И вот наступило потом… (Бардин) - страница 51

— Старая ты дура, Блюм!

Обратно я летел двадцать девять часов, потому что в Алжире была забастовка авиадиспетчеров. Но мне перед отлетом подарили русское издание И. Ильфа и Е. Петрова «Двенадцать стульев». И я (в который раз!) читал эту книгу. Но читал ее совершенно по-новому. Мне было жаль Кису Воробьянинова, у которого отобрали все и выкинули на обочину, а потом много поколений советских людей смеялось над его загубленной жизнью, перечитывая этот безусловно талантливый роман.

Возвращаюсь к Северной Америке. В 1995 году я в составе делегации кинематографистов побывал в Лос-Анджелесе. С собой я привез свой новый фильм «Кот в сапогах». Фильм довольно горький. После «Серого Волка энд Красной Шапочки», где была выражена моя надежда на ближайшие перемены. Фильм «Кот в сапогах» был похмельный, без иллюзий. Зритель понимал, что не все так просто и ждать чего-то лучшего пока не приходится. В один из последних дней пребывания показали мой фильм в помещении киноакадемии, где повсюду стояли позолоченные истуканы «Оскаров». Нас привезли под конец просмотра, меня разыскал Р. Ибрагимбеков и сказал, что меня хочет видеть вице-президент киноакадемии. Мы встретились с ним. Через переводчика он выразил мне восторг по поводу моего фильма. Сожалел, что в тот день был выходной, и он не мог мне вручить анкету для выдвижения на «Оскар». Но после выходных он обязательно вышлет мне в Москву анкету, так как он считает, что фильм достоин самой высокой награды. Я вернулся в Москву, анкету получил, заполнил, но Госкино тормознуло мое самовыдвижение, посчитав, что в своем фильме я выставил Россию в неприглядном свете. Кстати, по той же причине фильм «Кот в сапогах» не был ни на одном российском фестивале. За рубежом фильм свой урожай призов собрал, что подтвердило: «В своем отечестве пророка нет!».
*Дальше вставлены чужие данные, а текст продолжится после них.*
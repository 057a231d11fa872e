//! Client for the external identity service.
//!
//! Two calls are used: exchanging a one-time auth key for a token pair, and
//! refreshing a token pair. Both return tagged results and never touch
//! cookies; writing the session is the caller's job.

use std::time::Duration;

use reqwest::StatusCode;
use serde::{Deserialize, Serialize};
use url::Url;

use crate::session::{TokenPair, UserInfo};

const REFRESH_PATH: &str = "api/auth/refresh-token";
const CONFIRM_PATH: &str = "api/auth/confirm-auth";

/// Default timeout for identity service calls.
pub const DEFAULT_TIMEOUT: Duration = Duration::from_secs(10);

/// Errors from [`IdentityClient::refresh`].
#[derive(Debug, thiserror::Error)]
pub enum RefreshError {
    #[error("no refresh token available")]
    MissingToken,
    #[error("refresh rejected with status {status}: {message}")]
    Rejected { status: u16, message: String },
    #[error("network error during token refresh: {0}")]
    Network(String),
    #[error("invalid refresh response (status {status}): {message}")]
    InvalidResponse { status: u16, message: String },
}

impl RefreshError {
    /// HTTP status returned by the identity service, if a response arrived.
    pub fn status(&self) -> Option<u16> {
        match self {
            Self::Rejected { status, .. } | Self::InvalidResponse { status, .. } => Some(*status),
            Self::MissingToken | Self::Network(_) => None,
        }
    }
}

/// Errors from [`IdentityClient::confirm_auth`].
#[derive(Debug, thiserror::Error)]
pub enum ConfirmError {
    #[error("no auth key provided")]
    MissingAuthKey,
    #[error("auth confirmation rejected with status {status}: {message}")]
    Rejected { status: u16, message: String },
    #[error("network error during auth confirmation: {0}")]
    Network(String),
    #[error("invalid confirmation response (status {status}): {message}")]
    InvalidResponse { status: u16, message: String },
}

impl ConfirmError {
    pub fn status(&self) -> Option<u16> {
        match self {
            Self::Rejected { status, .. } | Self::InvalidResponse { status, .. } => Some(*status),
            Self::MissingAuthKey | Self::Network(_) => None,
        }
    }
}

/// Result of a successful auth-key exchange.
#[derive(Debug, Clone)]
pub struct AuthConfirmation {
    pub tokens: TokenPair,
    /// User object returned next to the tokens, if any.
    pub user: Option<UserInfo>,
}

#[derive(Serialize)]
#[serde(rename_all = "camelCase")]
struct RefreshRequest<'a> {
    refresh_token: &'a str,
}

#[derive(Deserialize)]
struct TokenResponse {
    #[serde(rename = "accessToken", default)]
    access_token: Option<String>,
    #[serde(rename = "refreshToken", default)]
    refresh_token: Option<String>,
    #[serde(default)]
    expires_in: Option<i64>,
    #[serde(default)]
    user: Option<UserInfo>,
}

impl TokenResponse {
    fn into_pair(self) -> Option<(TokenPair, Option<UserInfo>)> {
        let access_token = self.access_token.filter(|t| !t.is_empty())?;
        let pair = TokenPair {
            access_token,
            refresh_token: self.refresh_token.filter(|t| !t.is_empty()),
            expires_in: self.expires_in,
        };
        Some((pair, self.user))
    }
}

/// HTTP client for the identity service.
#[derive(Clone)]
pub struct IdentityClient {
    http: reqwest::Client,
    base_url: String,
}

impl IdentityClient {
    /// Create a client for the identity service at `base_url`.
    pub fn new(base_url: &Url, timeout: Duration) -> Result<Self, reqwest::Error> {
        let http = reqwest::Client::builder().timeout(timeout).build()?;
        Ok(Self {
            http,
            base_url: base_url.as_str().trim_end_matches('/').to_string(),
        })
    }

    fn endpoint(&self, path: &str) -> String {
        format!("{}/{}", self.base_url, path)
    }

    /// Exchange a refresh token for a new token pair.
    ///
    /// Only HTTP 200 counts as success. Makes no network call when the
    /// refresh token is empty.
    pub async fn refresh(&self, refresh_token: &str) -> Result<TokenPair, RefreshError> {
        if refresh_token.is_empty() {
            return Err(RefreshError::MissingToken);
        }

        let response = self
            .http
            .post(self.endpoint(REFRESH_PATH))
            .json(&RefreshRequest { refresh_token })
            .send()
            .await
            .map_err(|e| {
                tracing::warn!(error = %e, "Token refresh request failed");
                RefreshError::Network(e.to_string())
            })?;

        let status = response.status();
        if status != StatusCode::OK {
            let body = response.text().await.unwrap_or_default();
            tracing::warn!(status = status.as_u16(), "Identity service rejected token refresh");
            return Err(RefreshError::Rejected {
                status: status.as_u16(),
                message: rejection_message(status, &body, "Failed to refresh token"),
            });
        }

        let body: TokenResponse =
            response
                .json()
                .await
                .map_err(|e| RefreshError::InvalidResponse {
                    status: status.as_u16(),
                    message: e.to_string(),
                })?;

        let (pair, _) = body
            .into_pair()
            .ok_or_else(|| RefreshError::InvalidResponse {
                status: status.as_u16(),
                message: "response has no access token".into(),
            })?;

        tracing::debug!("Token refresh succeeded");
        Ok(pair)
    }

    /// Exchange a one-time auth key for a token pair.
    pub async fn confirm_auth(&self, auth_key: &str) -> Result<AuthConfirmation, ConfirmError> {
        if auth_key.is_empty() {
            return Err(ConfirmError::MissingAuthKey);
        }

        let response = self
            .http
            .get(self.endpoint(CONFIRM_PATH))
            .query(&[("authKey", auth_key)])
            .send()
            .await
            .map_err(|e| {
                tracing::warn!(error = %e, "Auth confirmation request failed");
                ConfirmError::Network(e.to_string())
            })?;

        let status = response.status();
        if status != StatusCode::OK {
            let body = response.text().await.unwrap_or_default();
            let message = match confirm_failure_message(status) {
                Some(message) => message.to_string(),
                None => rejection_message(status, &body, "Auth confirmation failed"),
            };
            tracing::warn!(status = status.as_u16(), %message, "Auth confirmation rejected");
            return Err(ConfirmError::Rejected {
                status: status.as_u16(),
                message,
            });
        }

        let body: TokenResponse =
            response
                .json()
                .await
                .map_err(|e| ConfirmError::InvalidResponse {
                    status: status.as_u16(),
                    message: e.to_string(),
                })?;

        let (tokens, user) = body
            .into_pair()
            .ok_or_else(|| ConfirmError::InvalidResponse {
                status: status.as_u16(),
                message: "response has no access token".into(),
            })?;

        tracing::debug!("Auth confirmation succeeded");
        Ok(AuthConfirmation { tokens, user })
    }
}

fn confirm_failure_message(status: StatusCode) -> Option<&'static str> {
    match status.as_u16() {
        400 => Some("Invalid auth key provided"),
        401 => Some("Auth key expired or invalid"),
        404 => Some("Auth key not found"),
        500 => Some("Auth confirmation service temporarily unavailable"),
        _ => None,
    }
}

/// Prefer the service's `message`/`error` field, then its raw text.
fn rejection_message(status: StatusCode, body: &str, fallback: &str) -> String {
    if let Ok(value) = serde_json::from_str::<serde_json::Value>(body) {
        if let Some(message) = ["message", "error"]
            .iter()
            .find_map(|key| value.get(*key).and_then(|v| v.as_str()))
        {
            return message.to_string();
        }
    }
    let body = body.trim();
    if body.is_empty() {
        format!("{}: {}", fallback, status.as_u16())
    } else {
        body.to_string()
    }
}

#[cfg(test)]
mod tests {
    use super::*;

    #[test]
    fn test_endpoint_ignores_trailing_slash() {
        let client =
            IdentityClient::new(&Url::parse("https://id.example.com/").unwrap(), DEFAULT_TIMEOUT)
                .unwrap();
        assert_eq!(
            client.endpoint(REFRESH_PATH),
            "https://id.example.com/api/auth/refresh-token"
        );

        let client = IdentityClient::new(
            &Url::parse("https://example.com/identity").unwrap(),
            DEFAULT_TIMEOUT,
        )
        .unwrap();
        assert_eq!(
            client.endpoint(CONFIRM_PATH),
            "https://example.com/identity/api/auth/confirm-auth"
        );
    }

    #[tokio::test]
    async fn test_refresh_empty_token_skips_network() {
        // Port 9 (discard) would fail if a request were attempted.
        let client =
            IdentityClient::new(&Url::parse("http://127.0.0.1:9").unwrap(), DEFAULT_TIMEOUT)
                .unwrap();
        let err = client.refresh("").await.unwrap_err();
        assert!(matches!(err, RefreshError::MissingToken));
        assert_eq!(err.status(), None);
    }

    #[tokio::test]
    async fn test_confirm_empty_key_skips_network() {
        let client =
            IdentityClient::new(&Url::parse("http://127.0.0.1:9").unwrap(), DEFAULT_TIMEOUT)
                .unwrap();
        assert!(matches!(
            client.confirm_auth("").await,
            Err(ConfirmError::MissingAuthKey)
        ));
    }

    #[test]
    fn test_rejection_message_sources() {
        assert_eq!(
            rejection_message(StatusCode::UNAUTHORIZED, r#"{"message":"expired"}"#, "x"),
            "expired"
        );
        assert_eq!(
            rejection_message(StatusCode::UNAUTHORIZED, r#"{"error":"revoked"}"#, "x"),
            "revoked"
        );
        assert_eq!(
            rejection_message(StatusCode::BAD_GATEWAY, "upstream down", "x"),
            "upstream down"
        );
        assert_eq!(
            rejection_message(StatusCode::UNAUTHORIZED, "", "Failed to refresh token"),
            "Failed to refresh token: 401"
        );
    }

    #[test]
    fn test_confirm_failure_messages() {
        assert_eq!(
            confirm_failure_message(StatusCode::NOT_FOUND),
            Some("Auth key not found")
        );
        assert_eq!(confirm_failure_message(StatusCode::IM_A_TEAPOT), None);
    }

    #[test]
    fn test_token_response_requires_access_token() {
        let body: TokenResponse =
            serde_json::from_str(r#"{"accessToken":"","refreshToken":"R"}"#).unwrap();
        assert!(body.into_pair().is_none());

        let body: TokenResponse =
            serde_json::from_str(r#"{"accessToken":"A","expires_in":900}"#).unwrap();
        let (pair, user) = body.into_pair().unwrap();
        assert_eq!(pair.access_token, "A");
        assert_eq!(pair.refresh_token, None);
        assert_eq!(pair.expires_in, Some(900));
        assert!(user.is_none());
    }
}
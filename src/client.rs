//! Browser-side session helpers.
//!
//! Answers "is this browser signed in, and as whom" from the cookie string
//! the page can see, without a server round trip. Answers are optimistic;
//! the route guard stays authoritative. Outside a browser every helper
//! degrades to `false`/`None`.

use std::future::Future;

use axum_extra::extract::cookie::Cookie;
use url::Url;

use crate::cookies::{AUTH_STATUS_COOKIE, AUTHENTICATED, SESSION_COOKIE, USER_INFO_COOKIE};
use crate::jwt::{self, DEFAULT_EXPIRY_BUFFER_SECS};
use crate::session::{Session, UserInfo};

/// Errors from remote session operations.
#[derive(Debug, thiserror::Error)]
pub enum ClientError {
    #[error("request failed: {0}")]
    Request(#[from] reqwest::Error),
    #[error("gateway answered with status {0}")]
    Status(u16),
}

/// Remote operation deleting the session cookie set.
pub trait SessionClearer {
    fn clear_session(&self) -> impl Future<Output = Result<(), ClientError>> + Send;
}

/// Calls the gateway's logout endpoint.
#[derive(Clone)]
pub struct GatewayClient {
    http: reqwest::Client,
    logout_url: String,
}

impl GatewayClient {
    pub fn new(http: reqwest::Client, gateway_url: &Url) -> Self {
        Self {
            http,
            logout_url: format!(
                "{}/api/auth/logout",
                gateway_url.as_str().trim_end_matches('/')
            ),
        }
    }
}

impl SessionClearer for GatewayClient {
    async fn clear_session(&self) -> Result<(), ClientError> {
        let response = self.http.post(&self.logout_url).send().await?;
        if response.status().is_success() {
            Ok(())
        } else {
            Err(ClientError::Status(response.status().as_u16()))
        }
    }
}

/// Read-only view of the session as seen from the page.
#[derive(Debug, Clone)]
pub struct ClientAuth {
    /// `document.cookie`, or `None` outside a browser.
    document_cookie: Option<String>,
    login_url: Url,
}

impl ClientAuth {
    /// Helpers backed by the page's `document.cookie` string.
    pub fn browser(document_cookie: impl Into<String>, login_url: Url) -> Self {
        Self {
            document_cookie: Some(document_cookie.into()),
            login_url,
        }
    }

    /// Helpers running outside a browser.
    pub fn detached(login_url: Url) -> Self {
        Self {
            document_cookie: None,
            login_url,
        }
    }

    fn cookie(&self, name: &str) -> Option<String> {
        let cookies = self.document_cookie.as_deref()?;
        Cookie::split_parse_encoded(cookies)
            .filter_map(Result::ok)
            .find(|cookie| cookie.name() == name)
            .map(|cookie| cookie.value().to_string())
    }

    pub fn is_authenticated(&self) -> bool {
        self.cookie(AUTH_STATUS_COOKIE).as_deref() == Some(AUTHENTICATED)
    }

    pub fn get_session_data(&self) -> Option<Session> {
        let value = self.cookie(SESSION_COOKIE)?;
        match Session::from_cookie_value(&value) {
            Ok(session) => Some(session),
            Err(e) => {
                tracing::debug!(error = %e, "Ignoring unreadable session cookie");
                None
            }
        }
    }

    /// Whether the session token outlives the expiry buffer.
    pub fn is_session_valid(&self) -> bool {
        self.get_session_data()
            .is_some_and(|session| !jwt::is_expired(&session.token, DEFAULT_EXPIRY_BUFFER_SECS))
    }

    pub fn get_user_info(&self) -> Option<UserInfo> {
        let value = self.cookie(USER_INFO_COOKIE)?;
        serde_json::from_str(&value).ok()
    }

    pub fn access_token(&self) -> Option<String> {
        self.get_session_data().map(|session| session.token)
    }

    pub fn refresh_token(&self) -> Option<String> {
        self.get_session_data()
            .and_then(|session| session.refresh_token)
    }

    /// Clear the session remotely, then hand back the login page to navigate
    /// to. A failed clear never blocks the navigation.
    ///
    /// Returns `None` outside a browser, without calling `clearer`.
    pub async fn logout<C: SessionClearer>(&self, clearer: &C) -> Option<Url> {
        self.document_cookie.as_ref()?;
        if let Err(e) = clearer.clear_session().await {
            tracing::warn!(error = %e, "Failed to clear session during logout");
        }
        Some(self.login_url.clone())
    }
}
А в 1996 году у меня на студии «Стайер» раздался телефонный звонок. Звонили из Америки, причем разговор шел на три абонента: Лос-Анджелес, Атланта, где находился штаб «Кока-колы», и Москва. Ко мне обратились с предложением придумать и снять рекламу кока-колы на весь мир, но с русским окрасом. Заказчики хотели, чтобы бутылка кока-колы появлялась из русской матрешки, но сценария у них не было. Я сказал, чтобы они перезвонили через три дня. Вскоре я по телефону рассказал свою идею. Мои собеседники в Лос-Анджелесе и в Атланте посмеялись, и вскоре я вылетел в Голливуд. Оговорив все условия съемок рекламы, я вернулся в Москву и, прихватив моих трех аниматоров, вернулся в Лос-Анджелес, где нам предстояло провести два месяца.